Version Control with GitHub
GitHub stands at the core of our MLOps architecture, serving as the central repository for all codebases. It hosts the source code for data extraction scripts, ML models, frontend and backend applications, and infrastructure as code (IaC) for service deployment. GitHub's role extends beyond version control; it facilitates collaboration, code review, and integrates with CI/CD pipelines for automated testing and deployment.
Automated Workflows and code repository
Leveraging GitHub Actions, I automate repetitive tasks such as data updates, testing, and deployment processes. For instance, cron jobs or GitHub Workflows can be configured to trigger data scraping scripts or update datasets periodically. This automation ensures that our ML models are trained on the most current data, improving their accuracy and relevance.

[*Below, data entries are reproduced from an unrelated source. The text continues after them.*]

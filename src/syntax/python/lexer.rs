//! Lossless tokenizer for fragment sources.
//!
//! Every character of the input ends up in exactly one token, so concatenating the
//! token texts reproduces the source byte for byte. Whitespace, comments and line
//! continuations are tokens like any other.
//!
//! f-strings are split into literal parts and the expression tokens of each replacement
//! field, so names used inside `{...}` can be rewritten like ordinary code.

use std::fmt;

/// Token categories.
#[derive(Debug, Clone, Copy, PartialEq, Eq)]
pub enum TokenKind {
    /// Identifier or keyword
    Name,
    /// Numeric literal
    Number,
    /// Complete string literal including prefix and quotes
    Str,
    /// Literal portion of an f-string, including the delimiting quote and braces
    FStrPart,
    /// Operator or delimiter
    Op,
    /// `#` comment up to the end of the line
    Comment,
    /// Line break
    Newline,
    /// Spaces, tabs and form feeds
    Space,
    /// Backslash followed by a line break
    Continuation,
}

/// A token and the 1-based line it starts on.
#[derive(Debug, Clone, PartialEq, Eq)]
pub struct Token {
    pub kind: TokenKind,
    pub text: String,
    pub line: usize,
}

impl Token {
    /// Whether the token carries syntax, as opposed to layout.
    #[must_use]
    pub fn is_significant(&self) -> bool {
        !matches!(
            self.kind,
            TokenKind::Space | TokenKind::Comment | TokenKind::Newline | TokenKind::Continuation
        )
    }

    /// Whether this is the operator `op`.
    #[must_use]
    pub fn is_op(&self, op: &str) -> bool {
        self.kind == TokenKind::Op && self.text == op
    }

    /// Whether this is the name or keyword `name`.
    #[must_use]
    pub fn is_name(&self, name: &str) -> bool {
        self.kind == TokenKind::Name && self.text == name
    }
}

/// A tokenization failure.
#[derive(Debug, Clone, PartialEq, Eq)]
pub struct LexError {
    pub line: usize,
    pub reason: String,
}

impl fmt::Display for LexError {
    fn fmt(&self, f: &mut fmt::Formatter<'_>) -> fmt::Result {
        write!(f, "line {}: {}", self.line, self.reason)
    }
}

const OPS3: &[&str] = &["**=", "//=", ">>=", "<<=", "..."];
const OPS2: &[&str] = &[
    "**", "//", "<<", ">>", "<=", ">=", "==", "!=", "->", ":=", "+=", "-=", "*=", "/=", "%=",
    "&=", "|=", "^=", "@=",
];
const STRING_PREFIXES: &[&str] = &["r", "u", "b", "f", "br", "rb", "fr", "rf"];

/// Split `source` into tokens.
pub fn tokenize(source: &str) -> Result<Vec<Token>, LexError> {
    let mut lexer = Lexer {
        chars: source.chars().collect(),
        pos: 0,
        line: 1,
        tokens: Vec::new(),
    };
    while lexer.pos < lexer.chars.len() {
        lexer.lex_token()?;
    }
    Ok(lexer.tokens)
}

struct Lexer {
    chars: Vec<char>,
    pos: usize,
    line: usize,
    tokens: Vec<Token>,
}

impl Lexer {
    fn peek(&self, offset: usize) -> Option<char> {
        self.chars.get(self.pos + offset).copied()
    }

    fn push(&mut self, kind: TokenKind, start: usize, line: usize) {
        let text: String = self.chars[start..self.pos].iter().collect();
        self.tokens.push(Token {
            kind,
            text,
            line,
        });
    }

    fn error(&self, line: usize, reason: impl Into<String>) -> LexError {
        LexError {
            line,
            reason: reason.into(),
        }
    }

    fn lex_token(&mut self) -> Result<(), LexError> {
        let start = self.pos;
        let line = self.line;
        let c = self.chars[self.pos];

        match c {
            '\n' => {
                self.pos += 1;
                self.push(TokenKind::Newline, start, line);
                self.line += 1;
            }
            '\r' => {
                self.pos += if self.peek(1) == Some('\n') { 2 } else { 1 };
                self.push(TokenKind::Newline, start, line);
                self.line += 1;
            }
            ' ' | '\t' | '\x0c' => {
                while matches!(self.peek(0), Some(' ' | '\t' | '\x0c')) {
                    self.pos += 1;
                }
                self.push(TokenKind::Space, start, line);
            }
            '#' => {
                while !matches!(self.peek(0), None | Some('\n' | '\r')) {
                    self.pos += 1;
                }
                self.push(TokenKind::Comment, start, line);
            }
            '\\' if matches!(self.peek(1), Some('\n' | '\r')) => {
                self.pos += 1;
                self.pos += if self.peek(0) == Some('\r') && self.peek(1) == Some('\n') {
                    2
                } else {
                    1
                };
                self.push(TokenKind::Continuation, start, line);
                self.line += 1;
            }
            c if c.is_alphabetic() || c == '_' => {
                while self.peek(0).is_some_and(|c| c.is_alphanumeric() || c == '_') {
                    self.pos += 1;
                }
                let word: String = self.chars[start..self.pos].iter().collect();
                let is_prefix = STRING_PREFIXES.contains(&word.to_ascii_lowercase().as_str());
                if is_prefix && matches!(self.peek(0), Some('\'' | '"')) {
                    self.lex_string(start, line)?;
                } else {
                    self.push(TokenKind::Name, start, line);
                }
            }
            '0'..='9' => self.lex_number(start, line),
            '.' if self.peek(1).is_some_and(|c| c.is_ascii_digit()) => self.lex_number(start, line),
            '\'' | '"' => self.lex_string(start, line)?,
            _ => {
                let rest: String = self.chars[self.pos..(self.pos + 3).min(self.chars.len())]
                    .iter()
                    .collect();
                let len = if OPS3.iter().any(|op| rest.starts_with(op)) {
                    3
                } else if OPS2.iter().any(|op| rest.starts_with(op)) {
                    2
                } else {
                    1
                };
                self.pos += len;
                self.push(TokenKind::Op, start, line);
            }
        }
        Ok(())
    }

    fn lex_number(&mut self, start: usize, line: usize) {
        let hex = self.peek(0) == Some('0') && matches!(self.peek(1), Some('x' | 'X'));
        while let Some(c) = self.peek(0) {
            if c.is_alphanumeric() || c == '_' || c == '.' {
                self.pos += 1;
            } else if matches!(c, '+' | '-')
                && !hex
                && matches!(self.chars.get(self.pos - 1), Some('e' | 'E'))
            {
                self.pos += 1;
            } else {
                break;
            }
        }
        self.push(TokenKind::Number, start, line);
    }

    /// Lex a string whose prefix (possibly empty) starts at `start`; `self.pos` is on the
    /// opening quote.
    fn lex_string(&mut self, start: usize, line: usize) -> Result<(), LexError> {
        let prefix: String = self.chars[start..self.pos].iter().collect();
        let is_format = prefix.contains(['f', 'F']);
        let quote = self.chars[self.pos];
        let triple = self.peek(1) == Some(quote) && self.peek(2) == Some(quote);
        self.pos += if triple { 3 } else { 1 };

        if is_format {
            return self.lex_fstring(start, line, quote, triple);
        }

        loop {
            let Some(c) = self.peek(0) else {
                return Err(self.error(line, "unterminated string literal"));
            };
            match c {
                '\\' => {
                    if self.peek(1) == Some('\n') {
                        self.line += 1;
                    }
                    self.pos += 2;
                }
                c if c == quote && self.closes(quote, triple) => {
                    self.pos += if triple { 3 } else { 1 };
                    break;
                }
                '\n' if !triple => return Err(self.error(line, "unterminated string literal")),
                '\n' => {
                    self.line += 1;
                    self.pos += 1;
                }
                _ => self.pos += 1,
            }
        }
        self.pos = self.pos.min(self.chars.len());
        self.push(TokenKind::Str, start, line);
        Ok(())
    }

    fn closes(&self, quote: char, triple: bool) -> bool {
        !triple || (self.peek(1) == Some(quote) && self.peek(2) == Some(quote))
    }

    fn lex_fstring(
        &mut self,
        start: usize,
        line: usize,
        quote: char,
        triple: bool,
    ) -> Result<(), LexError> {
        let mut part_start = start;
        let mut part_line = line;

        loop {
            let Some(c) = self.peek(0) else {
                return Err(self.error(line, "unterminated f-string"));
            };
            match c {
                '\\' => {
                    if self.peek(1) == Some('\n') {
                        self.line += 1;
                    }
                    self.pos = (self.pos + 2).min(self.chars.len());
                }
                c if c == quote && self.closes(quote, triple) => {
                    self.pos += if triple { 3 } else { 1 };
                    self.push(TokenKind::FStrPart, part_start, part_line);
                    return Ok(());
                }
                '{' if self.peek(1) == Some('{') => self.pos += 2,
                '}' if self.peek(1) == Some('}') => self.pos += 2,
                '{' => {
                    self.pos += 1;
                    self.push(TokenKind::FStrPart, part_start, part_line);
                    self.lex_fstring_field(line, triple)?;

                    part_start = self.pos;
                    part_line = self.line;
                    if matches!(self.peek(0), Some('!' | ':')) {
                        self.skip_format_spec(line)?;
                    }
                    if self.peek(0) != Some('}') {
                        return Err(self.error(line, "f-string: expecting '}'"));
                    }
                    self.pos += 1;
                }
                '\n' if !triple => return Err(self.error(line, "unterminated f-string")),
                '\n' => {
                    self.line += 1;
                    self.pos += 1;
                }
                _ => self.pos += 1,
            }
        }
    }

    /// Lex the expression of a replacement field, stopping before the `}`, `!` or `:`
    /// that ends it.
    fn lex_fstring_field(&mut self, line: usize, triple: bool) -> Result<(), LexError> {
        let mut depth = 0usize;
        loop {
            let Some(c) = self.peek(0) else {
                return Err(self.error(line, "f-string: expecting '}'"));
            };
            if depth == 0
                && (c == '}' || c == ':' || (c == '!' && self.peek(1) != Some('=')))
            {
                return Ok(());
            }
            if c == '\n' && !triple {
                return Err(self.error(line, "unterminated f-string"));
            }
            match c {
                '(' | '[' | '{' => depth += 1,
                ')' | ']' | '}' => depth = depth.saturating_sub(1),
                _ => {}
            }
            self.lex_token()?;
        }
    }

    fn skip_format_spec(&mut self, line: usize) -> Result<(), LexError> {
        let mut depth = 0usize;
        loop {
            match self.peek(0) {
                None => return Err(self.error(line, "f-string: expecting '}'")),
                Some('{') => depth += 1,
                Some('}') if depth == 0 => return Ok(()),
                Some('}') => depth -= 1,
                Some('\n') => self.line += 1,
                _ => {}
            }
            self.pos += 1;
        }
    }
}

Infrastructure on a VPS Server
Our MLOps architecture utilizes a VPS server to host Dockerized containers, each serving a distinct role in the ML lifecycle:
- Web Scraping Containers: Utilize Scrapy for general web pages and Playwright for JavaScript-heavy sites. These containers are responsible for collecting raw data.
- Database Containers: MongoDB stores unstructured data collected from web scraping, while PostgreSQL, enhanced with pgvector, manages structured data and embeddings. This setup provides a robust data storage solution that supports complex queries and efficient data retrieval.
- Amazon S3: Serves as the backbone for backups and storage of large datasets, model artifacts, and embeddings. Its reliability and scalability make it an ideal choice for ML projects.
- Fuzzy Search Entities Container: Extracts and identifies entities using fuzzy search algorithms. This container improves data quality and enriches datasets by identifying relationships and patterns.
- Python Services Containers: Host multiple Python services for data manipulation, process automation, and ML model training with libraries like PyTorch.
- Frontend and Backend Containers: The frontend container hosts a React application, providing a user interface for interacting with the ML system. The backend container, running a Node.js app, connects to MongoDB and PostgreSQL, serving data to the frontend and handling business logic.
GPU Server for Embeddings
A dedicated GPU server hosts an embeddings microservice, which generates embeddings or vectors from text inputs. This service leverages PyTorch and is crucial for tasks requiring semantic understanding, such as recommendation systems or natural language processing (NLP) applications. The GPU server ensures high-performance computation, enabling real-time embeddings generation and accelerating model training processes.